Although the current technology can obtain the samples, the samples are obtained through manual operation, the whole operation process comprises a plurality of processes such as cooling, centrifuging, oscillating, sample adding, blowing and beating, the time consumption is long, an operator needs to perform timing, the whole process consumes a large amount of manpower and is long in time, and the pure manual operation can easily cause wrong conclusions due to sample errors in the operation process, so that the method cannot be an effective and rapid popularization mode and can effectively obtain the conclusions.

Therefore, there is a need for an automatic device for enriching blood-derived neurogenic exosomes, which can be effectively popularized and used, and can be popularized and used in hospitals and third-party testing centers. Prior art 2021102473743 an automation equipment of neurogenic exosome in effective enrichment blood mainly discloses automation equipment's notion, but equipment still need have concrete and feasible various schemes to the in-service use, the utility model provides an automation equipment of effective enrichment exosome to above-mentioned problem.

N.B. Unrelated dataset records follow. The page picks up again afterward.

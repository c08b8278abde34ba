//! Command-line and environment configuration

use std::time::Duration;

use clap::Parser;

use machinesync_common::leader_election::DEFAULT_LEASE_NAME;
use machinesync_common::{DEFAULT_CAPI_NAMESPACE, DEFAULT_MAPI_NAMESPACE};
use machinesync_controller::{Platform, SyncConfig};

/// Machine sync operator - mirrors machines between the Machine API and Cluster API
#[derive(Parser, Debug, Clone)]
#[command(name = "machinesync-operator", version, about, long_about = None)]
pub struct Cli {
    /// Namespace of legacy Machine API machines
    #[arg(long, env = "MAPI_NAMESPACE", default_value = DEFAULT_MAPI_NAMESPACE)]
    pub mapi_namespace: String,

    /// Namespace of Cluster API machines and infrastructure machines
    #[arg(long, env = "CAPI_NAMESPACE", default_value = DEFAULT_CAPI_NAMESPACE)]
    pub capi_namespace: String,

    /// Infrastructure platform of the cluster (aws, azure, gcp, ...)
    #[arg(long, env = "PLATFORM", default_value = "aws")]
    pub platform: String,

    /// Name of the Cluster API `Cluster` (the cluster's infrastructure name)
    #[arg(long, env = "INFRASTRUCTURE_NAME")]
    pub infrastructure_name: String,

    /// Requeue delay while a machine reports a progressing condition
    #[arg(long, env = "PROGRESS_REQUEUE_SECS", default_value_t = 5)]
    pub progress_requeue_secs: u64,

    /// Run controllers only while holding the leader lease
    #[arg(
        long,
        env = "LEADER_ELECT",
        default_value_t = true,
        action = clap::ArgAction::Set
    )]
    pub leader_elect: bool,

    /// Namespace of the leader lease (defaults to the CAPI namespace)
    #[arg(long, env = "LEASE_NAMESPACE")]
    pub lease_namespace: Option<String>,

    /// Name of the leader lease
    #[arg(long, env = "LEASE_NAME", default_value = DEFAULT_LEASE_NAME)]
    pub lease_name: String,

    /// Identity recorded in the lease (defaults to the hostname)
    #[arg(long, env = "POD_NAME")]
    pub identity: Option<String>,

    /// Emit human-readable logs instead of JSON
    #[arg(long, env = "LOG_TEXT")]
    pub log_text: bool,
}

impl Cli {
    /// Parsed platform; invalid names are rejected at startup
    pub fn platform(&self) -> Result<Platform, machinesync_common::Error> {
        self.platform.parse()
    }

    /// Settings handed to the reconciler
    pub fn sync_config(&self) -> SyncConfig {
        SyncConfig {
            mapi_namespace: self.mapi_namespace.clone(),
            capi_namespace: self.capi_namespace.clone(),
            infrastructure_name: self.infrastructure_name.clone(),
            progress_requeue: Duration::from_secs(self.progress_requeue_secs),
        }
    }

    /// Namespace the leader lease lives in
    pub fn lease_namespace(&self) -> &str {
        self.lease_namespace
            .as_deref()
            .unwrap_or(&self.capi_namespace)
    }

    /// Lease holder identity
    pub fn identity(&self) -> String {
        self.identity
            .clone()
            .or_else(|| std::env::var("HOSTNAME").ok())
            .unwrap_or_else(|| "machinesync-operator".to_string())
    }
}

The utility model provides an to above-mentioned problem, provide an effective enrichment exosome's automation equipment.

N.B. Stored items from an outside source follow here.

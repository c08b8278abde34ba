//! Structural comparison of current and desired machines
//!
//! Every write produces a watch event and therefore another reconcile, so a
//! write is only issued when the [`ChangeSet`] is non-empty. The opaque
//! provider payload is compared in its canonical form so that reordered
//! lists do not register as changes.

use std::collections::BTreeMap;
use std::fmt;

use k8s_openapi::apimachinery::pkg::apis::meta::v1::ObjectMeta;
use serde::Serialize;
use serde_json::{json, Value};

use machinesync_common::crd::{CapiMachine, MapiMachine};

use crate::platform::PlatformStrategy;

/// Spec fields other than the provider payload
pub const SPEC: &str = ".spec";
/// Labels, annotations, owner references and finalizers
pub const METADATA: &str = ".metadata";
/// The provider payload
pub const PROVIDER_SPEC: &str = ".providerSpec";
/// Status fields
pub const STATUS: &str = ".status";

/// Differing field paths, grouped by key
#[derive(Clone, Debug, Default, PartialEq)]
pub struct ChangeSet {
    changes: BTreeMap<&'static str, Vec<String>>,
}

impl ChangeSet {
    fn record(&mut self, key: &'static str, paths: Vec<String>) {
        if !paths.is_empty() {
            self.changes.insert(key, paths);
        }
    }

    /// True if nothing differs
    pub fn is_empty(&self) -> bool {
        self.changes.is_empty()
    }

    /// True if the given key has changes
    pub fn has(&self, key: &str) -> bool {
        self.changes.contains_key(key)
    }

    /// True if anything written through the main resource differs
    pub fn has_object_changes(&self) -> bool {
        self.has(SPEC) || self.has(METADATA) || self.has(PROVIDER_SPEC)
    }

    /// Paths that differ under a key
    pub fn paths(&self, key: &str) -> &[String] {
        self.changes.get(key).map(Vec::as_slice).unwrap_or_default()
    }
}

impl fmt::Display for ChangeSet {
    fn fmt(&self, f: &mut fmt::Formatter<'_>) -> fmt::Result {
        let parts: Vec<String> = self
            .changes
            .iter()
            .map(|(key, paths)| format!("{key}: [{}]", paths.join(", ")))
            .collect();
        write!(f, "{{{}}}", parts.join("; "))
    }
}

/// Paths under `prefix` where two JSON documents differ
///
/// Missing keys compare equal to `null`. Arrays of equal length are compared
/// element-wise; arrays of different lengths differ as a whole.
pub fn json_paths(prefix: &str, current: &Value, desired: &Value) -> Vec<String> {
    let mut paths = Vec::new();
    collect_paths(prefix, current, desired, &mut paths);
    paths
}

fn collect_paths(path: &str, current: &Value, desired: &Value, out: &mut Vec<String>) {
    match (current, desired) {
        (Value::Object(a), Value::Object(b)) => {
            let keys: std::collections::BTreeSet<&String> = a.keys().chain(b.keys()).collect();
            for key in keys {
                let child = format!("{path}.{key}");
                collect_paths(
                    &child,
                    a.get(key).unwrap_or(&Value::Null),
                    b.get(key).unwrap_or(&Value::Null),
                    out,
                );
            }
        }
        (Value::Array(a), Value::Array(b)) if a.len() == b.len() => {
            for (i, (x, y)) in a.iter().zip(b.iter()).enumerate() {
                collect_paths(&format!("{path}[{i}]"), x, y, out);
            }
        }
        (a, b) if a == b => {}
        _ => out.push(path.to_string()),
    }
}

fn to_json<T: Serialize>(value: &T) -> Value {
    serde_json::to_value(value).unwrap_or_default()
}

fn metadata_value(meta: &ObjectMeta) -> Value {
    json!({
        "labels": meta.labels.clone().unwrap_or_default(),
        "annotations": meta.annotations.clone().unwrap_or_default(),
        "ownerReferences": meta.owner_references.clone().unwrap_or_default(),
        "finalizers": meta.finalizers.clone().unwrap_or_default(),
    })
}

/// Compare two CAPI machines
pub fn diff_capi_machines(current: &CapiMachine, desired: &CapiMachine) -> ChangeSet {
    let mut changes = ChangeSet::default();
    changes.record(
        SPEC,
        json_paths("spec", &to_json(&current.spec), &to_json(&desired.spec)),
    );
    changes.record(
        METADATA,
        json_paths(
            "metadata",
            &metadata_value(&current.metadata),
            &metadata_value(&desired.metadata),
        ),
    );
    changes.record(
        STATUS,
        json_paths(
            "status",
            &to_json(&current.status.clone().unwrap_or_default()),
            &to_json(&desired.status.clone().unwrap_or_default()),
        ),
    );
    changes
}

/// Compare two legacy machines, the provider payload through the platform's canonical form
pub fn diff_mapi_machines(
    current: &MapiMachine,
    desired: &MapiMachine,
    platform: &dyn PlatformStrategy,
) -> ChangeSet {
    let spec_without_payload = |machine: &MapiMachine| {
        let mut spec = to_json(&machine.spec);
        if let Some(map) = spec.as_object_mut() {
            map.remove("providerSpec");
        }
        spec
    };
    let payload = |machine: &MapiMachine| {
        machine
            .spec
            .provider_spec
            .value
            .as_ref()
            .map(|v| platform.canonical_provider_spec(v))
            .unwrap_or_default()
    };

    let mut changes = ChangeSet::default();
    changes.record(
        SPEC,
        json_paths(
            "spec",
            &spec_without_payload(current),
            &spec_without_payload(desired),
        ),
    );
    changes.record(
        PROVIDER_SPEC,
        json_paths(
            "spec.providerSpec.value",
            &payload(current),
            &payload(desired),
        ),
    );
    changes.record(
        METADATA,
        json_paths(
            "metadata",
            &metadata_value(&current.metadata),
            &metadata_value(&desired.metadata),
        ),
    );
    changes.record(
        STATUS,
        json_paths(
            "status",
            &to_json(&current.status.clone().unwrap_or_default()),
            &to_json(&desired.status.clone().unwrap_or_default()),
        ),
    );
    changes
}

SUMMERY OF THE UTILITY MODEL

In order to overcome the problem that proposes among the background art, the utility model discloses a following technical scheme:

an automated apparatus for efficiently enriching exosomes, comprising:

the upper end surface of the operating platform comprises a first area, a second area and a third area; the first area is provided with a centrifugal assembly and an oscillating assembly, and the second area is provided with a waste collection structure and a reagent storage structure; arranging a consumable material placing structure in the three zones; the lower part of the operating platform comprises a control assembly and a power supply structure, the control assembly is connected with the power supply structure through a lead, and the power supply structure is respectively connected with the centrifugal assembly and the oscillating assembly through leads;

the operation assembly comprises a liquid transferring structure and a transplanting structure, the liquid transferring structure is connected with the box body in a sliding mode, and the transplanting structure is connected with the box body in a sliding mode; the control assembly is respectively connected with the liquid transferring structure and the transplanting structure in a data mode;

the display is in data connection with the control assembly and comprises a function panel.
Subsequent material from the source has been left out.